Court of Appeals to hear local cases at Sequim High School February 12th
Sequim, WA - 1/7/03 - In a community visit on Wednesday, February 12th, the Washington State Division Two Court of Appeals will hold court in Sequim High School's auditorium, hearing arguments in a total of six cases throughout the day.
"We're delighted to be hearing local Clallam and Jefferson County cases at Sequim High School," said Chief Judge J. Robin Hunt of the visit. "We hope to provide the students and the greater community with a valuable educational experience and a first-hand knowledge of how Washington's appellate courts operate."

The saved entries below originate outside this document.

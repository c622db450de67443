//! Strongly-typed identifiers.

use core::str::FromStr;
use serde::{Deserialize, Serialize};
use uuid::Uuid;

use crate::error::DomainError;

/// Identifier of a tenant (multi-tenant boundary).
///
/// The forecasting core never isolates tenants itself; the id tags jobs and
/// reports so callers can route them.
#[derive(Debug, Copy, Clone, PartialEq, Eq, Hash, Serialize, Deserialize)]
#[serde(transparent)]
pub struct TenantId(Uuid);

impl TenantId {
    /// Create a new identifier.
    ///
    /// Uses UUIDv7 (time-ordered). Prefer passing IDs explicitly in tests
    /// for determinism.
    pub fn new() -> Self {
        Self(Uuid::now_v7())
    }

    pub fn from_uuid(uuid: Uuid) -> Self {
        Self(uuid)
    }

    pub fn as_uuid(&self) -> &Uuid {
        &self.0
    }
}

impl Default for TenantId {
    fn default() -> Self {
        Self::new()
    }
}

impl core::fmt::Display for TenantId {
    fn fmt(&self, f: &mut core::fmt::Formatter<'_>) -> core::fmt::Result {
        core::fmt::Display::fmt(&self.0, f)
    }
}

impl From<Uuid> for TenantId {
    fn from(value: Uuid) -> Self {
        Self(value)
    }
}

impl From<TenantId> for Uuid {
    fn from(value: TenantId) -> Self {
        value.0
    }
}

impl FromStr for TenantId {
    type Err = DomainError;

    fn from_str(s: &str) -> Result<Self, Self::Err> {
        let uuid =
            Uuid::from_str(s).map_err(|e| DomainError::invalid_id(format!("TenantId: {e}")))?;
        Ok(Self(uuid))
    }
}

Starting at 8:30 a.m., Chief Judge Hunt and Judges David Armstrong and J. Dean Morgan will hear arguments on the following cases (case summaries follow) before students, teachers and observers:
· No. 27948-7, C. EDWARD AND BECK J. UPTON v. JEANINE GOFF,
The Court will hear argument on the first three cases in the morning hours, recessing for lunch at 11 a.m., when they will meet with students over lunch in the cafeteria and be available to answer their questions. The court will reconvene at noon to hear argument on the last three cases of the day. Throughout the day, the court will try to provide opportunities for students to ask questions between cases as time permits.
Division Two of the Washington State Court of Appeals has made community
visits throughout its geographic area since 1993, most recently hearing
cases at Peninsula College School in October. The court hears appeals
from trial courts throughout Western Washington, Pierce County south
to the Oregon border and the Olympic Peninsula, and has the authority
to overrule, remand, or modify or affirm decisions of the lower courts.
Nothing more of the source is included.